WHAT IS NEEDED: From the material below, return every line that includes "slugify".
+ + + +
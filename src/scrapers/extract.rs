//! Table-driven posting extraction.
//!
//! Every job board is described by a [`SelectorTable`]: ordered fallback
//! chains of CSS selectors for the listing cards and for each field inside a
//! card, plus the origin relative links resolve against. The chains are plain
//! data, so markup drift on one board is fixed by editing that board's table.
//!
//! Extraction never fails. A chain that finds nothing yields the
//! [`PLACEHOLDER`] (or an empty url), and a document with no recognizable
//! cards yields no postings.

use crate::models::{JobPosting, JobType, PLACEHOLDER, Source};
use crate::utils::join_fragments;
use chrono::Utc;
use scraper::{ElementRef, Html, Selector};
use tracing::{debug, warn};
use url::Url;

/// Where a board's location value comes from.
#[derive(Debug, Clone, Copy)]
pub enum LocationRule {
    /// Look it up in the card like any other field.
    Chain(&'static [&'static str]),
    /// Every posting from this board has the same location.
    Fixed(&'static str),
}

/// Declarative description of one board's markup.
#[derive(Debug)]
pub struct SelectorTable {
    pub source: Source,
    pub base_origin: &'static str,
    /// Card selectors in priority order; the first one that matches anything wins.
    pub cards: &'static [&'static str],
    pub title: &'static [&'static str],
    pub company: &'static [&'static str],
    pub location: LocationRule,
    pub link: &'static [&'static str],
}

#[derive(Debug)]
enum CompiledLocation {
    Chain(Vec<Selector>),
    Fixed(&'static str),
}

/// A [`SelectorTable`] with its selectors parsed, ready to run.
#[derive(Debug)]
pub struct CompiledTable {
    source: Source,
    base: Option<Url>,
    cards: Vec<Selector>,
    title: Vec<Selector>,
    company: Vec<Selector>,
    location: CompiledLocation,
    link: Vec<Selector>,
}

impl CompiledTable {
    /// Parse every selector in `table`.
    ///
    /// Selectors that do not parse are dropped from their chain with a warning,
    /// so a typo in one table degrades that chain instead of panicking.
    pub fn compile(table: &SelectorTable) -> Self {
        let base = match Url::parse(table.base_origin) {
            Ok(url) => Some(url),
            Err(e) => {
                warn!(source = %table.source, origin = table.base_origin, error = %e, "Invalid base origin");
                None
            }
        };

        let location = match table.location {
            LocationRule::Chain(chain) => CompiledLocation::Chain(compile_chain(table.source, chain)),
            LocationRule::Fixed(value) => CompiledLocation::Fixed(value),
        };

        Self {
            source: table.source,
            base,
            cards: compile_chain(table.source, table.cards),
            title: compile_chain(table.source, table.title),
            company: compile_chain(table.source, table.company),
            location,
            link: compile_chain(table.source, table.link),
        }
    }

    /// Extract at most `limit` postings from `document`.
    pub fn extract(&self, document: &str, limit: usize) -> Vec<JobPosting> {
        let html = Html::parse_document(document);

        let Some((strategy, cards)) = self
            .cards
            .iter()
            .enumerate()
            .map(|(i, selector)| (i, html.select(selector).take(limit).collect::<Vec<_>>()))
            .find(|(_, cards)| !cards.is_empty())
        else {
            debug!(source = %self.source, "No card selector matched");
            return Vec::new();
        };
        debug!(source = %self.source, strategy, count = cards.len(), "Matched listing cards");

        let scraped_at = Utc::now();
        cards
            .into_iter()
            .map(|card| JobPosting {
                source: self.source,
                title: text_or_placeholder(first_match(card, &self.title), " "),
                company: text_or_placeholder(first_match(card, &self.company), ""),
                location: match &self.location {
                    CompiledLocation::Chain(chain) => text_or_placeholder(first_match(card, chain), ""),
                    CompiledLocation::Fixed(value) => value.to_string(),
                },
                job_type: JobType::Job,
                url: first_match(card, &self.link)
                    .and_then(|a| a.value().attr("href"))
                    .map(|href| self.resolve_link(href))
                    .unwrap_or_default(),
                scraped_at,
            })
            .collect()
    }

    /// Resolve an href found in a card.
    ///
    /// Absolute `http(s)` links are kept verbatim, root-relative links are
    /// joined to the board's origin, anything else is dropped.
    fn resolve_link(&self, href: &str) -> String {
        let href = href.trim();
        if href.starts_with("http") {
            return href.to_string();
        }
        if !href.starts_with('/') {
            return String::new();
        }
        self.base
            .as_ref()
            .and_then(|base| base.join(href).ok())
            .map(|url| url.to_string())
            .unwrap_or_default()
    }
}

fn compile_chain(source: Source, chain: &[&str]) -> Vec<Selector> {
    chain
        .iter()
        .filter_map(|css| match Selector::parse(css) {
            Ok(selector) => Some(selector),
            Err(e) => {
                warn!(%source, selector = css, error = %e, "Dropping unparsable selector");
                None
            }
        })
        .collect()
}

fn first_match<'a>(card: ElementRef<'a>, chain: &[Selector]) -> Option<ElementRef<'a>> {
    chain.iter().find_map(|selector| card.select(selector).next())
}

fn text_or_placeholder(element: Option<ElementRef<'_>>, sep: &str) -> String {
    element
        .map(|el| join_fragments(el.text(), sep))
        .filter(|text| !text.is_empty())
        .unwrap_or_else(|| PLACEHOLDER.to_string())
}
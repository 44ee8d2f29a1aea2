//! JSON file output.
//!
//! Reports are grouped in one directory per UTC day and named after the
//! searched role and the time they were generated, so repeated searches
//! never overwrite each other within a second's resolution.

use super::ReportSink;
use crate::models::SearchReport;
use crate::utils::{ensure_writable_dir, slugify};
use std::error::Error;
use tokio::fs;
use tracing::{error, info, instrument};

/// Writes each report to `{dir}/{date}/{role-slug}-{HHMMSS}.json`.
#[derive(Debug, Clone)]
pub struct JsonDirSink {
    dir: String,
}

impl JsonDirSink {
    pub fn new(dir: impl Into<String>) -> Self {
        Self { dir: dir.into() }
    }

    /// Directory and file name a report will be written to.
    pub fn report_path(&self, report: &SearchReport) -> (String, String) {
        let day_dir = format!(
            "{}/{}",
            self.dir.trim_end_matches('/'),
            report.generated_at.format("%Y-%m-%d")
        );
        let file = format!(
            "{}/{}-{}.json",
            day_dir,
            slugify(&report.query.role),
            report.generated_at.format("%H%M%S")
        );
        (day_dir, file)
    }
}

impl ReportSink for JsonDirSink {
    #[instrument(level = "info", skip_all, fields(dir = %self.dir))]
    async fn deliver(&self, report: &SearchReport) -> Result<(), Box<dyn Error>> {
        let json = serde_json::to_string(report)?;
        let (day_dir, path) = self.report_path(report);

        if let Err(e) = ensure_writable_dir(&day_dir).await {
            error!(%day_dir, error = %e, "Report directory is not writable");
            return Err(e);
        }

        info!(%path, "Writing JSON report");
        fs::write(&path, json).await?;
        info!(%path, postings = report.postings.len(), "Wrote JSON report");
        Ok(())
    }
}
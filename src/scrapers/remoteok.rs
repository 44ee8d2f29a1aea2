//! RemoteOK scraper.
//!
//! RemoteOK lists only remote positions, so the location is fixed and the
//! place part of a query is never sent.
//!
//! # URL Pattern
//!
//! `https://remoteok.com/remote-{role}-jobs`, or `https://remoteok.com/remote-jobs`
//! when no role is given.

use super::JobBoard;
use super::extract::{CompiledTable, LocationRule, SelectorTable};
use crate::models::{JobPosting, Source};
use once_cell::sync::Lazy;
use urlencoding::encode;

/// Location reported for every RemoteOK posting.
pub const REMOTE_LOCATION: &str = "Remote / WFH";

static TABLE: SelectorTable = SelectorTable {
    source: Source::RemoteOK,
    base_origin: "https://remoteok.com",
    cards: &["tr.job", ".job", "article"],
    title: &["h2", "a", ".company_and_position h2"],
    company: &[".company", ".companyLink", ".company h3"],
    location: LocationRule::Fixed(REMOTE_LOCATION),
    link: &["a[href]"],
};

static COMPILED: Lazy<CompiledTable> = Lazy::new(|| CompiledTable::compile(&TABLE));

/// The RemoteOK board.
#[derive(Debug)]
pub struct RemoteOk;

impl JobBoard for RemoteOk {
    fn source(&self) -> Source {
        Source::RemoteOK
    }

    fn search_url(&self, role: &str, _place: &str) -> String {
        if role.is_empty() {
            "https://remoteok.com/remote-jobs".to_string()
        } else {
            format!("https://remoteok.com/remote-{}-jobs", encode(role))
        }
    }

    fn extract(&self, document: &str, limit: usize) -> Vec<JobPosting> {
        COMPILED.extract(document, limit)
    }
}
//! Indeed job search scraper.
//!
//! Indeed serves its result list as server-rendered cards. The card markup
//! has been reshuffled several times (`.result`, `.job_seen_beacon`,
//! `.jobsearch-SerpJobCard`), so the first card selector groups all known
//! variants and the tracking-redirect anchors are the last resort.
//!
//! # URL Pattern
//!
//! `https://www.indeed.com/jobs?q={role}&l={place}`

use super::JobBoard;
use super::extract::{CompiledTable, LocationRule, SelectorTable};
use crate::models::{JobPosting, Source};
use once_cell::sync::Lazy;
use urlencoding::encode;

static TABLE: SelectorTable = SelectorTable {
    source: Source::Indeed,
    base_origin: "https://www.indeed.com",
    cards: &[
        ".result, .job_seen_beacon, .jobsearch-SerpJobCard",
        r#"a[href*="/rc/clk"]"#,
    ],
    title: &["h2.jobTitle", "a.jobtitle", "a"],
    company: &[".companyName", ".company"],
    location: LocationRule::Chain(&[".companyLocation", ".location"]),
    link: &["a[href]"],
};

static COMPILED: Lazy<CompiledTable> = Lazy::new(|| CompiledTable::compile(&TABLE));

/// The Indeed board.
#[derive(Debug)]
pub struct Indeed;

impl JobBoard for Indeed {
    fn source(&self) -> Source {
        Source::Indeed
    }

    fn search_url(&self, role: &str, place: &str) -> String {
        format!(
            "https://www.indeed.com/jobs?q={}&l={}",
            encode(role),
            encode(place)
        )
    }

    fn extract(&self, document: &str, limit: usize) -> Vec<JobPosting> {
        COMPILED.extract(document, limit)
    }
}

#[cfg(test)]
mod tests {
    use super::*;
    use crate::models::PLACEHOLDER;

    const SERP: &str = r#"
        <html><body><div id="mosaic">
          <div class="job_seen_beacon">
            <h2 class="jobTitle"><a href="/rc/clk?jk=abc"><span>Senior</span> <span>Rust Developer</span></a></h2>
            <span class="companyName">Ferrous Systems</span>
            <div class="companyLocation">Berlin,
                 Germany</div>
          </div>
          <div class="job_seen_beacon">
            <h2 class="jobTitle"><a href="https://www.indeed.com/viewjob?jk=def">Backend Engineer</a></h2>
            <span class="company">Acme</span>
          </div>
          <div class="jobsearch-SerpJobCard">
            <a class="jobtitle">Data Engineer</a>
          </div>
        </div></body></html>"#;

    #[test]
    fn test_search_url_encodes_role_and_place() {
        assert_eq!(
            Indeed.search_url("rust developer", "New York, NY"),
            "https://www.indeed.com/jobs?q=rust%20developer&l=New%20York%2C%20NY"
        );
        assert_eq!(Indeed.search_url("", ""), "https://www.indeed.com/jobs?q=&l=");
    }

    #[test]
    fn test_extract_serp_cards() {
        let postings = Indeed.extract(SERP, 25);
        assert_eq!(postings.len(), 3);

        assert_eq!(postings[0].title, "Senior Rust Developer");
        assert_eq!(postings[0].company, "Ferrous Systems");
        assert_eq!(postings[0].location, "Berlin, Germany");
        assert_eq!(postings[0].url, "https://www.indeed.com/rc/clk?jk=abc");

        assert_eq!(postings[1].company, "Acme");
        assert_eq!(postings[1].location, PLACEHOLDER);
        assert_eq!(postings[1].url, "https://www.indeed.com/viewjob?jk=def");

        assert_eq!(postings[2].title, "Data Engineer");
        assert_eq!(postings[2].url, "");
        assert!(postings.iter().all(|p| p.source == Source::Indeed));
    }

    #[test]
    fn test_extract_respects_limit() {
        assert_eq!(Indeed.extract(SERP, 2).len(), 2);
    }

    #[test]
    fn test_extract_tracking_anchor_fallback() {
        // The anchors themselves are the cards, so nothing inside them matches.
        let html = r#"<p><a href="/rc/clk?jk=1">One</a><a href="/rc/clk?jk=2">Two</a></p>"#;
        let postings = Indeed.extract(html, 25);
        assert_eq!(postings.len(), 2);
        assert_eq!(postings[0].title, PLACEHOLDER);
    }

    #[test]
    fn test_extract_blocked_page() {
        let html = "<html><body><h1>Additional Verification Required</h1></body></html>";
        assert!(Indeed.extract(html, 25).is_empty());
    }
}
+ + + +
RESULT BELOW:
use crate::utils::{ensure_writable_dir, slugify};
            slugify(&report.query.role),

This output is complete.